Sul fronte dei proxy, accanto agli strumenti open source già in uso, Webworm ha introdotto quattro soluzioni personalizzate: WormFrp, ChainWorm, SmuxProxy e WormSocket che si distinguono dai proxy standard perché cifrano le comunicazioni e supportano il concatenamento su più host, sia all'interno sia all'esterno della rete della vittima. L'ipotesi dei ricercatori è che il gruppo stia costruendo una rete nascosta più ampia, sfruttando i sistemi delle vittime come nodi proxy inconsapevoli, in combinazione con SoftEther VPN per aumentare la furtività complessiva delle operazioni. Tutta l'infrastruttura di proxy e VPN di Webworm si appoggia a server cloud controllati dai provider Vultr e IT7 Networks.

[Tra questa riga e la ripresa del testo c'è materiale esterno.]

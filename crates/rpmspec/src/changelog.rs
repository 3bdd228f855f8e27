// SPDX-FileCopyrightText: Copyright © 2020-2025 Serpent OS Developers
//
// SPDX-License-Identifier: MPL-2.0

use std::fmt;

use chrono::NaiveDate;

/// A single `%changelog` entry
#[derive(Debug, Clone, PartialEq, Eq)]
pub struct Entry {
    pub date: NaiveDate,
    pub author: String,
    pub version: String,
    pub release: String,
    pub lines: Vec<String>,
}

impl Entry {
    pub fn new(date: NaiveDate, author: impl ToString, version: impl ToString, release: impl ToString) -> Self {
        Self {
            date,
            author: author.to_string(),
            version: version.to_string(),
            release: release.to_string(),
            lines: vec![],
        }
    }

    pub fn line(mut self, line: impl ToString) -> Self {
        self.lines.push(line.to_string());
        self
    }
}

impl fmt::Display for Entry {
    fn fmt(&self, f: &mut fmt::Formatter<'_>) -> fmt::Result {
        writeln!(
            f,
            "* {} {} - {}-{}",
            self.date.format("%a %b %d %Y"),
            self.author,
            self.version,
            self.release
        )?;

        for line in &self.lines {
            writeln!(f, "- {line}")?;
        }

        Ok(())
    }
}
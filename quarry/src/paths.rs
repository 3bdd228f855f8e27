// SPDX-FileCopyrightText: Copyright © 2020-2025 Serpent OS Developers
//
// SPDX-License-Identifier: MPL-2.0

use std::{
    env,
    path::{Path, PathBuf},
};

use thiserror::Error;

const ROOT_ENV: &str = "RPM_BUILD_ROOT";
/// Where the CI container keeps its build tree
const CONTAINER_ROOT: &str = "/root/rpmbuild";

/// Layout of an rpmbuild `_topdir`
#[derive(Debug, Clone)]
pub struct Paths {
    root: PathBuf,
    spec: String,
}

impl Paths {
    pub fn new(root: impl Into<PathBuf>, spec: impl ToString) -> Self {
        Self {
            root: root.into(),
            spec: spec.to_string(),
        }
    }

    pub fn root(&self) -> &Path {
        &self.root
    }

    pub fn specs(&self) -> PathBuf {
        self.root.join("SPECS")
    }

    pub fn spec_file(&self) -> PathBuf {
        self.specs().join(&self.spec)
    }

    pub fn sources(&self) -> PathBuf {
        self.root.join("SOURCES")
    }

    pub fn srpms(&self) -> PathBuf {
        self.root.join("SRPMS")
    }
}

/// Resolve the build tree root, first match wins:
///
/// - explicit `custom` path (CLI flag, then config)
/// - `$RPM_BUILD_ROOT`
/// - `/root/rpmbuild` if it exists
/// - `$HOME/rpmbuild`
pub fn resolve_root(custom: Option<PathBuf>) -> Result<PathBuf, Error> {
    if let Some(dir) = custom {
        return Ok(dir);
    }

    if let Some(dir) = env::var_os(ROOT_ENV).filter(|dir| !dir.is_empty()) {
        return Ok(dir.into());
    }

    let container = Path::new(CONTAINER_ROOT);
    if container.is_dir() {
        return Ok(container.to_path_buf());
    }

    Ok(dirs::home_dir().ok_or(Error::UserHome)?.join("rpmbuild"))
}

#[derive(Debug, Error)]
pub enum Error {
    #[error("cannot find home dir, $HOME env not set")]
    UserHome,
}
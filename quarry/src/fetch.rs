// SPDX-FileCopyrightText: Copyright © 2020-2025 Serpent OS Developers
//
// SPDX-License-Identifier: MPL-2.0

use std::{
    io,
    path::{Path, PathBuf},
};

use fs_err::tokio as fs;
use futures_util::StreamExt;
use sha2::{Digest, Sha256};
use thiserror::Error;
use tokio::io::AsyncWriteExt;
use tui::{ProgressBar, Styled};

use crate::{release::Asset, request, util};

/// A downloaded release archive
#[derive(Debug, Clone)]
pub struct Fetched {
    pub path: PathBuf,
    pub sha256: String,
    pub size: u64,
}

/// Download `asset` into `dir`, replacing any previous copy
///
/// Bytes land in a `.part` file first so an interrupted
/// transfer never leaves a truncated archive behind.
pub async fn archive(asset: &Asset, dir: &Path) -> Result<Fetched, Error> {
    util::ensure_dir_exists(dir).await.map_err(Error::CreateDir)?;

    let path = dir.join(&asset.name);
    let partial_path = dir.join(format!("{}.part", asset.name));

    let pb = tui::transfer(
        format!("{} {}", "Downloading".blue(), asset.name.as_str().bold()),
        (asset.size > 0).then_some(asset.size),
    );

    let result = download(asset, &partial_path, &pb).await;
    pb.finish_and_clear();

    let (sha256, size) = match result {
        Ok(done) => done,
        Err(error) => {
            let _ = fs::remove_file(&partial_path).await;
            return Err(error);
        }
    };

    if asset.size > 0 && size != asset.size {
        let _ = fs::remove_file(&partial_path).await;
        return Err(Error::SizeMismatch {
            name: asset.name.clone(),
            expected: asset.size,
            got: size,
        });
    }

    fs::rename(&partial_path, &path).await?;

    log::info!("fetched {path:?} ({size} bytes, sha256 {sha256})");

    Ok(Fetched { path, sha256, size })
}

async fn download(asset: &Asset, partial_path: &Path, pb: &ProgressBar) -> Result<(String, u64), Error> {
    let mut stream = request::get(asset.browser_download_url.clone()).await?;

    let mut hasher = Sha256::new();
    let mut out = fs::File::create(partial_path).await?;
    let mut size = 0;

    while let Some(chunk) = stream.next().await {
        let bytes = &chunk?;
        pb.inc(bytes.len() as u64);
        hasher.update(bytes);
        out.write_all(bytes).await?;
        size += bytes.len() as u64;
    }

    out.flush().await?;

    Ok((hex::encode(hasher.finalize()), size))
}

#[derive(Debug, Error)]
pub enum Error {
    #[error("creating sources directory")]
    CreateDir(#[source] io::Error),
    #[error("size mismatch for {name}, expected {expected} bytes got {got}")]
    SizeMismatch { name: String, expected: u64, got: u64 },
    #[error("request")]
    Request(#[from] request::Error),
    #[error("io")]
    Io(#[from] io::Error),
}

Un ulteriore elemento distintivo delle campagne 2025 è l'abuso di un bucket Amazon S3 compromesso per lo staging e l'esfiltrazione di dati. Webworm ha utilizzato WormFrp per recuperare configurazioni da un bucket S3 nella regione ap-south-1, ritenuto dai ricercatori la versione accessibile pubblicamente, o con policy mal configurata, di un bucket legittimo. Un'analisi iniziale dei file presenti nel bucket ha rivelato snapshot di macchine virtuali, uno dei quali conteneva la configurazione attiva di un sistema appartenente a un ente governativo italiano. Tra ottobre 2025 e gennaio 2026 gli operatori hanno caricato su quel bucket 20 nuovi file, due dei quali erano stati esfiltrati da un ente governativo spagnolo.

Per lo staging del malware il gruppo utilizza da tempo repository GitHub. Nel caso specifico, i messaggi Discord decifrati hanno condotto i ricercatori a un repository denominato WordPress, all'interno del cui file di configurazione i ricercatori hanno trovato un indirizzo IP già associato a Webworm in campagne precedenti.

Per quanto riguarda l'accesso iniziale, ESET non ha ancora identificato il vettore preciso utilizzato in tutte le compromissioni, ma ha raccolto elementi significativi. Sul server proxy operativo del gruppo era presente una directory aperta contenente strumenti open source di ricognizione, e in particolare strumenti per la scansione di path e directory su web server, e scanner di vulnerabilità. ESET ha già notificato le vittime identificate nei paesi citati nel report e ha coordinato il takedown del repository GitHub e del bucket S3 individuati nel corso dell'indagine.